What really caught my eye is the youth second to the far right of the picture with the Celtic cross tshirt and upon closer inspection (see close up) an Iron Cross on his pant leg. Given that this picture was snapped in Italy during the late 1970s or early 80s, it can well be assumed that this symbolism was supportive of certain ultraviolent neofascisti groups operating during the time as part of a dirty war against various far left gangs, the Brigate Rosse being the most famous. Of course, it later came out that the whole Blacks vs. Reds conflict was wholly superficial as generally both sides were being controlled by the CIA and NATO as a part of the last rampart of World War III, i.e. the [not so] Cold War, in an effort to protect Western Europe from Soviet invasion. Now while American and Western European anticommunist tactics played no small part in the downfall of Stalinist tyranny, the outcome was pretty inevitable given the crapshack of economic theories the USSR was founded on, not to mention the eternal truth of all totalitarianisms: they are their own wost enemy.

Of course, the whole dichotomy of the Cold War, that it was between two different economic systems: Free Market Capitalism vs. State Socialism/Communism was utterly false. As we all know, capitalism in the West is hardly based on free enterprise and a lack of government intrusion. Instead we see corporate welfare and a litany of laws designed to complicate and prevent any upstart small businesses from flourishing or the individual worker from selling his labor to the highest bidder. As for the USSR and other supposed socialist countries, as anyone with knowledge of theoretical socialism (either Marxian or non-Marxian) will tell you, the USSR and China are what is more properly defined a state capitalism as the industries within these countries were owned either fully or in part by the state apparatus and controlled by party bureaucrats. So while the fall of the Soviet Union and its various satellites led people such as Francis Fukuyama to declare victory for free market capitalism as part of a neo-Hegelian interpretation of the "End of History", as we have since seen (in addition to my previous remarks on the lack of truly free markets and enterprise) with such recent events as the Wall Street bailout, it is really state capitalism which is evolving and becoming the dominant, world wide economic system.

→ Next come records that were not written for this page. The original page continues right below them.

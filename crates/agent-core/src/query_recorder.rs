//! Query Recorder (C8).
//!
//! Records a successful Q/A turn to the vector store for future semantic
//! memory fetches, after PII redaction, skip heuristics, and near-duplicate
//! suppression.

use crate::clients::{EmbeddingService, VectorPoint, VectorStore};
use crate::error::AgentCoreError;
use crate::semantic_memory::CHUNK_OVERLAP_CHARS;
use once_cell::sync::Lazy;
use regex::Regex;
use std::sync::Arc;

const MIN_ANSWER_LEN: usize = 50;
const DEDUP_SIMILARITY_THRESHOLD: f32 = 0.95;
const DEFAULT_EMBEDDING_MODEL: &str = "default";
const CHUNK_SIZE_CHARS: usize = 2_000;

const ERROR_PHRASES: &[&str] = &[
    "i don't know",
    "i do not know",
    "unable to find",
    "no information available",
    "i cannot answer",
    "an error occurred",
];

static EMAIL_PATTERN: Lazy<Regex> =
    Lazy::new(|| Regex::new(r"[A-Za-z0-9._%+\-]+@[A-Za-z0-9.\-]+\.[A-Za-z]{2,}").expect("valid email regex"));
static PHONE_PATTERN: Lazy<Regex> =
    Lazy::new(|| Regex::new(r"(?:\+?\d{1,3}[\s.\-]?)?\(?\d{3}\)?[\s.\-]?\d{3}[\s.\-]?\d{4}").expect("valid phone regex"));

pub fn redact_pii(text: &str) -> String {
    let redacted = EMAIL_PATTERN.replace_all(text, "***@***");
    PHONE_PATTERN.replace_all(&redacted, "***PHONE***").into_owned()
}

fn is_skippable(answer: &str) -> bool {
    if answer.chars().count() < MIN_ANSWER_LEN {
        return true;
    }
    let lower = answer.to_ascii_lowercase();
    ERROR_PHRASES.iter().any(|phrase| lower.contains(phrase))
}

pub struct RecordQueryInput {
    pub session_id: String,
    pub user_id: Option<String>,
    pub tenant_id: String,
    pub model: Option<String>,
    pub query: String,
    pub answer: String,
    pub redact_pii: bool,
    pub metadata: serde_json::Map<String, serde_json::Value>,
}

pub struct QueryRecorder {
    embedding: Arc<dyn EmbeddingService>,
    vector_store: Arc<dyn VectorStore>,
}

impl QueryRecorder {
    pub fn new(embedding: Arc<dyn EmbeddingService>, vector_store: Arc<dyn VectorStore>) -> Self {
        Self { embedding, vector_store }
    }

    /// Returns `Ok(None)` when the turn was skipped (too short, error
    /// phrase, or a near-duplicate of a prior recorded turn) — never an
    /// error for those cases, since recording is best-effort.
    pub async fn record(&self, input: RecordQueryInput) -> Result<Option<Vec<String>>, AgentCoreError> {
        let answer = if input.redact_pii { redact_pii(&input.answer) } else { input.answer.clone() };

        if is_skippable(&answer) {
            log::debug!("query_recorder: skipping short or error-phrase answer");
            return Ok(None);
        }

        let query_vec = self.embedding.generate_embedding(&input.query, DEFAULT_EMBEDDING_MODEL).await?;
        if query_vec.is_empty() {
            return Ok(None);
        }

        if self.is_duplicate(&query_vec, &input.session_id, &input.tenant_id).await {
            log::debug!("query_recorder: skipping near-duplicate of a previously recorded query");
            return Ok(None);
        }

        let qa_id = uuid::Uuid::new_v4().to_string();
        let timestamp = time::OffsetDateTime::now_utc().unix_timestamp();

        let base_payload = |extra: serde_json::Value| -> serde_json::Value {
            let mut obj = match extra {
                serde_json::Value::Object(m) => m,
                _ => serde_json::Map::new(),
            };
            obj.insert("session_id".into(), input.session_id.clone().into());
            obj.insert("tenant_id".into(), input.tenant_id.clone().into());
            if let Some(user_id) = &input.user_id {
                obj.insert("user_id".into(), user_id.clone().into());
            }
            if let Some(model) = &input.model {
                obj.insert("model".into(), model.clone().into());
            }
            obj.insert("timestamp".into(), timestamp.into());
            obj.insert("qa_id".into(), qa_id.clone().into());
            for (k, v) in &input.metadata {
                obj.entry(k.clone()).or_insert_with(|| v.clone());
            }
            serde_json::Value::Object(obj)
        };

        if answer.chars().count() > CHUNK_SIZE_CHARS {
            let chunks = chunk_text(&answer, CHUNK_SIZE_CHARS, CHUNK_OVERLAP_CHARS);
            let chunk_texts: Vec<String> = chunks.clone();
            let vectors = self.embedding.generate_batch_embeddings(&chunk_texts, DEFAULT_EMBEDDING_MODEL).await?;

            let points: Vec<VectorPoint> = chunks
                .iter()
                .zip(vectors)
                .enumerate()
                .map(|(idx, (chunk, vector))| VectorPoint {
                    id: None,
                    vector,
                    payload: base_payload(serde_json::json!({
                        "text": chunk,
                        "is_chunked": true,
                        "chunk_index": idx,
                        "chunk_count": chunks.len(),
                        "chunk_overlap": CHUNK_OVERLAP_CHARS,
                    })),
                })
                .collect();
            return self.vector_store.upsert(points).await.map(Some);
        }

        let point = VectorPoint {
            id: None,
            vector: query_vec,
            payload: base_payload(serde_json::json!({ "answer": answer })),
        };
        self.vector_store.upsert(vec![point]).await.map(Some)
    }

    async fn is_duplicate(&self, query_vec: &[f32], session_id: &str, tenant_id: &str) -> bool {
        match self
            .vector_store
            .get_session_context_semantic(query_vec, session_id, tenant_id, 1, 0.0)
            .await
        {
            Ok(items) => items.first().map(|i| i.score >= DEDUP_SIMILARITY_THRESHOLD).unwrap_or(false),
            Err(_) => false,
        }
    }
}

/// Splits `text` into overlapping chunks so the read side
/// (`semantic_memory::aggregate_chunks`) can skip `overlap` characters off
/// every chunk after the first and reassemble the original byte-for-byte.
/// Every chunk but the last is exactly `chunk_size` long; the last covers
/// whatever remains.
pub(crate) fn chunk_text(text: &str, chunk_size: usize, overlap: usize) -> Vec<String> {
    let chars: Vec<char> = text.chars().collect();
    if chars.is_empty() {
        return vec![];
    }

    let step = chunk_size.saturating_sub(overlap).max(1);
    let mut chunks = Vec::new();
    let mut start = 0usize;
    loop {
        let end = (start + chunk_size).min(chars.len());
        chunks.push(chars[start..end].iter().collect());
        if end == chars.len() {
            break;
        }
        start += step;
    }
    chunks
}

#[cfg(test)]
mod tests {
    use super::*;
    use crate::test_support::{FakeEmbeddingService, FakeVectorStore};

    fn sample_input(answer: &str) -> RecordQueryInput {
        RecordQueryInput {
            session_id: "sess-1".into(),
            user_id: Some("user-1".into()),
            tenant_id: "tenant-1".into(),
            model: Some("gpt-4o-mini".into()),
            query: "what is the capital of france".into(),
            answer: answer.to_string(),
            redact_pii: true,
            metadata: serde_json::Map::new(),
        }
    }

    #[test]
    fn email_and_phone_are_redacted() {
        let text = "contact me at a@b.com or 555-123-4567";
        let redacted = redact_pii(text);
        assert!(redacted.contains("***@***"));
        assert!(redacted.contains("***PHONE***"));
    }

    #[tokio::test]
    async fn short_answers_are_skipped() {
        let recorder = QueryRecorder::new(
            Arc::new(FakeEmbeddingService::default()),
            Arc::new(FakeVectorStore::default()),
        );
        let result = recorder.record(sample_input("too short")).await.unwrap();
        assert!(result.is_none());
    }

    #[tokio::test]
    async fn error_phrase_answers_are_skipped() {
        let recorder = QueryRecorder::new(
            Arc::new(FakeEmbeddingService::default()),
            Arc::new(FakeVectorStore::default()),
        );
        let long_error = "I don't know the answer to this question, despite searching extensively through all of the available sources.";
        let result = recorder.record(sample_input(long_error)).await.unwrap();
        assert!(result.is_none());
    }

    #[tokio::test]
    async fn good_answer_is_recorded() {
        let recorder = QueryRecorder::new(
            Arc::new(FakeEmbeddingService::default()),
            Arc::new(FakeVectorStore::default()),
        );
        let answer = "Paris is the capital of France, and it has been since many centuries ago in history.";
        let result = recorder.record(sample_input(answer)).await.unwrap();
        assert!(result.is_some());
    }

    #[tokio::test]
    async fn near_duplicate_is_skipped() {
        let store = Arc::new(FakeVectorStore::default());
        store.items.lock().push(crate::clients::SemanticItem {
            score: 0.99,
            vector: None,
            payload: serde_json::json!({}),
        });
        let recorder = QueryRecorder::new(Arc::new(FakeEmbeddingService::default()), store);
        let answer = "Paris is the capital of France, and it has been since many centuries ago in history.";
        let result = recorder.record(sample_input(answer)).await.unwrap();
        assert!(result.is_none());
    }

    #[test]
    fn chunking_splits_long_text_by_char_count() {
        let text = "a".repeat(5_000);
        let chunks = chunk_text(&text, CHUNK_SIZE_CHARS, CHUNK_OVERLAP_CHARS);
        assert_eq!(chunks.len(), 4);
        assert_eq!(chunks[0].chars().count(), CHUNK_SIZE_CHARS);
    }

    #[test]
    fn chunking_overlap_allows_exact_reassembly() {
        let text: String = (0..5_000).map(|i| (b'a' + (i % 26) as u8) as char).collect();
        let chunks = chunk_text(&text, CHUNK_SIZE_CHARS, CHUNK_OVERLAP_CHARS);
        assert!(chunks.len() > 1);

        let mut reassembled = String::new();
        for (idx, chunk) in chunks.iter().enumerate() {
            if idx == 0 {
                reassembled.push_str(chunk);
            } else {
                let new_content: String = chunk.chars().skip(CHUNK_OVERLAP_CHARS).collect();
                reassembled.push_str(&new_content);
            }
        }
        assert_eq!(reassembled, text);
    }
}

But getting back to the youth in the picture, what I find most amusing about the whole scenario is that certain elements, in fact the most radical sections, of the rightist terror gangs operating during the Years of Lead considered themselves disciples of Julius Evola. As such, they saw themselves as not simply fighting against just Commies but also against democracy, capitalism and the most levelling and tyranically banal aspects of modernism. They wanted to create a hierarchal, spiritually pagan and autarkic order to replace the most profane aspects of Western liberal democracy, in short everything the paninari stood for. Of course, the Gladio operation wasn't simply about protecting Western Europe from Soviet imperialism out of some heartfelt love of liberty and desire to protect those with whom we share a common heritage. It was also about imperialism, but of the order of Scrooge McDuck capitalism and the shiny barbarism of consumer culture. As I've mentioned in previous posts, a healthy, strong and independent Europe was viewed with suspicion from the State Department and their corporate friends as the cases of Sweden, Iceland, Switzerland and Ireland seemed to prove the possibility of having a burgeoning upwardly mobile society while still providing such basic amenities as free health care and education. Of course since the victory of American domination over Europe we've seen these once socially democratic governments turn against their citizens with the most absurd, politically correct laws imaginable while accepting the most destitute and parasitical sections of the Third World, inevitably putting such a strain on the social services as to make them essentially worthless. There is no doubt that this will accumulate into a socio-economic crisis of Malthusian proportions within only a few years. End of History or civilization as we know it? As Rosa Luxemburg put it: Socialism or Barbarism? I think we all know which one is coming...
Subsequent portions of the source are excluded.